Data records
───

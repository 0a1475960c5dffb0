//! Coinbase brokerage candles, authenticated with a short-lived ES256 JWT
//! per request (the CDP key scheme).

use async_trait::async_trait;
use chrono::Utc;
use jsonwebtoken::{Algorithm, EncodingKey, Header, encode};
use serde::{Deserialize, Serialize};

use crate::prices::source::{PriceError, PriceSource};

const COINBASE_HOST: &str = "api.coinbase.com";
const TOKEN_TTL_SECS: i64 = 120;

/// JWT claims for a CDP API key: `uri` is "METHOD host/path".
#[derive(Serialize)]
struct CdpClaims<'a> {
    sub: &'a str,
    iss: &'static str,
    nbf: i64,
    exp: i64,
    uri: String,
}

#[derive(Clone)]
pub struct CoinbaseSource {
    key_name: String,
    key_secret: String,
    client: reqwest::Client,
}

#[derive(Debug, Clone, Serialize, Deserialize)]
pub struct Candle {
    pub start: String,
    pub low: String,
    pub high: String,
    pub open: String,
    pub close: String,
    pub volume: String,
}

#[derive(Debug, Clone, Serialize, Deserialize)]
pub struct CandleResponse {
    pub candles: Vec<Candle>,
}

impl CoinbaseSource {
    /// `key_secret` is the PEM-encoded EC private key of the CDP API key.
    pub fn new(key_name: String, key_secret: String) -> Self {
        Self {
            key_name,
            key_secret,
            client: reqwest::Client::new(),
        }
    }

    fn bearer_token(&self, method: &str, path: &str) -> Result<String, PriceError> {
        let now = Utc::now().timestamp();
        let claims = CdpClaims {
            sub: &self.key_name,
            iss: "cdp",
            nbf: now,
            exp: now + TOKEN_TTL_SECS,
            uri: format!("{method} {COINBASE_HOST}{path}"),
        };
        let mut header = Header::new(Algorithm::ES256);
        header.kid = Some(self.key_name.clone());
        let key = EncodingKey::from_ec_pem(self.key_secret.as_bytes())?;
        Ok(encode(&header, &claims, &key)?)
    }

    /// Historical candles for a product id such as "BTC-USD", newest first.
    pub async fn candles(
        &self,
        product: &str,
        granularity: &str,
        days_back: i64,
    ) -> Result<CandleResponse, PriceError> {
        let path = format!("/api/v3/brokerage/products/{product}/candles");
        let token = self.bearer_token("GET", &path)?;
        let end = Utc::now().timestamp();
        let start = end - days_back * 86_400;

        let response = self
            .client
            .get(format!("https://{COINBASE_HOST}{path}"))
            .bearer_auth(token)
            .query(&[
                ("start", start.to_string()),
                ("end", end.to_string()),
                ("granularity", granularity.to_string()),
            ])
            .send()
            .await?;

        let status = response.status();
        if !status.is_success() {
            return Err(PriceError::Upstream {
                status: status.as_u16(),
                body: response.text().await.unwrap_or_default(),
            });
        }
        Ok(response.json().await?)
    }
}

#[async_trait]
impl PriceSource for CoinbaseSource {
    async fn price(&self, ticker: &str) -> Result<f64, PriceError> {
        let product = format!("{}-USD", ticker.to_uppercase());
        let response = self.candles(&product, "ONE_DAY", 1).await?;
        let latest = response
            .candles
            .first()
            .ok_or_else(|| PriceError::Missing(ticker.to_string()))?;
        latest
            .close
            .parse()
            .map_err(|_| PriceError::Missing(ticker.to_string()))
    }
}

───

**WORK ORDER**: Give back every line of the data exactly.

**ANSWER BELOW**:
repository 0a1475960c5dffb0
//! Coinbase brokerage candles, authenticated with a short-lived ES256 JWT
//! per request (the CDP key scheme).

use async_trait::async_trait;
use chrono::Utc;
use jsonwebtoken::{Algorithm, EncodingKey, Header, encode};
use serde::{Deserialize, Serialize};

use crate::prices::source::{PriceError, PriceSource};

const COINBASE_HOST: &str = "api.coinbase.com";
const TOKEN_TTL_SECS: i64 = 120;

/// JWT claims for a CDP API key: `uri` is "METHOD host/path".
#[derive(Serialize)]
struct CdpClaims<'a> {
    sub: &'a str,
    iss: &'static str,
    nbf: i64,
    exp: i64,
    uri: String,
}

#[derive(Clone)]
pub struct CoinbaseSource {
    key_name: String,
    key_secret: String,
    client: reqwest::Client,
}

#[derive(Debug, Clone, Serialize, Deserialize)]
pub struct Candle {
    pub start: String,
    pub low: String,
    pub high: String,
    pub open: String,
    pub close: String,
    pub volume: String,
}

#[derive(Debug, Clone, Serialize, Deserialize)]
pub struct CandleResponse {
    pub candles: Vec<Candle>,
}

impl CoinbaseSource {
    /// `key_secret` is the PEM-encoded EC private key of the CDP API key.
    pub fn new(key_name: String, key_secret: String) -> Self {
        Self {
            key_name,
            key_secret,
            client: reqwest::Client::new(),
        }
    }

    fn bearer_token(&self, method: &str, path: &str) -> Result<String, PriceError> {
        let now = Utc::now().timestamp();
        let claims = CdpClaims {
            sub: &self.key_name,
            iss: "cdp",
            nbf: now,
            exp: now + TOKEN_TTL_SECS,
            uri: format!("{method} {COINBASE_HOST}{path}"),
        };
        let mut header = Header::new(Algorithm::ES256);
        header.kid = Some(self.key_name.clone());
        let key = EncodingKey::from_ec_pem(self.key_secret.as_bytes())?;
        Ok(encode(&header, &claims, &key)?)
    }

    /// Historical candles for a product id such as "BTC-USD", newest first.
    pub async fn candles(
        &self,
        product: &str,
        granularity: &str,
        days_back: i64,
    ) -> Result<CandleResponse, PriceError> {
        let path = format!("/api/v3/brokerage/products/{product}/candles");
        let token = self.bearer_token("GET", &path)?;
        let end = Utc::now().timestamp();
        let start = end - days_back * 86_400;

        let response = self
            .client
            .get(format!("https://{COINBASE_HOST}{path}"))
            .bearer_auth(token)
            .query(&[
                ("start", start.to_string()),
                ("end", end.to_string()),
                ("granularity", granularity.to_string()),
            ])
            .send()
            .await?;

        let status = response.status();
        if !status.is_success() {
            return Err(PriceError::Upstream {
                status: status.as_u16(),
                body: response.text().await.unwrap_or_default(),
            });
        }
        Ok(response.json().await?)
    }
}

#[async_trait]
impl PriceSource for CoinbaseSource {
    async fn price(&self, ticker: &str) -> Result<f64, PriceError> {
        let product = format!("{}-USD", ticker.to_uppercase());
        let response = self.candles(&product, "ONE_DAY", 1).await?;
        let latest = response
            .candles
            .first()
            .ok_or_else(|| PriceError::Missing(ticker.to_string()))?;
        latest
            .close
            .parse()
            .map_err(|_| PriceError::Missing(ticker.to_string()))
    }
}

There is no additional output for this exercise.